The administration announced Friday it will publicly
disclose the names of recipients of the taxpayer-funded loans, the
amounts they received in ranges, as well as demographic data on the
businesses.

The unexpected move came after Democratic lawmakers, government watchdogs, ethics advocates and news organizations called for the administration to make the information public.

Treasury Secretary Steven Mnuchin refused to do so at a Senate hearing last week, saying the data on the Paycheck Protection Program was “proprietary information.” The Small Business Administration, which manages the loan program, has only provided general information, such as the total amounts of loans awarded in a given time period.

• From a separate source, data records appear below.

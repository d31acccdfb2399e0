//! Domain types for PartyDaemon
//!
//! Core domain types: Input, AgentResult, SessionState and the derived
//! Budget / FinalPlan caches. SessionState is the aggregate root and is
//! exclusively owned by the StateStore.

mod id;
mod input;
mod result;
mod session;

pub use id::{generate_id, short_id};
pub use input::{Input, SourceType};
pub use result::{AgentResult, AgentStatus};
pub use session::{Budget, BudgetRange, FinalPlan, SessionState, SessionStatus};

Mnuchin said in a statement Friday that the new
position resulted from a bipartisan agreement with leaders of the
Senate Small Business Committee.

The new approach “will strike the
appropriate balance of providing public transparency, while protecting
the payroll and personal income information of small businesses, sole
proprietors and independent contractors,” Mnuchin said.

To that
end, information on loans of less than $150,000 will only be disclosed
in totals by industry, business type and demographic category. Nearly
75% of the total loan amounts approved are over $150,000 and will be
subject to full disclosure, according to the Treasury Department and the
SBA.

In addition, business owners’ personally identifiable
information, such as a home address associated with the loan, will be
withheld.

Critics had denounced the refusal to open the
information to the public as an attempt to dodge accountability for how
the federal aid money is spent. They said it raised questions about how
the money was being distributed and who was benefiting.

Businesses struggled to obtain loans in the early weeks of the program in April, and several hundred publicly traded companies
received loans despite their likely ability to get funding from private
financial sources. Publicly shamed, a number of big corporations said
they would return their loans.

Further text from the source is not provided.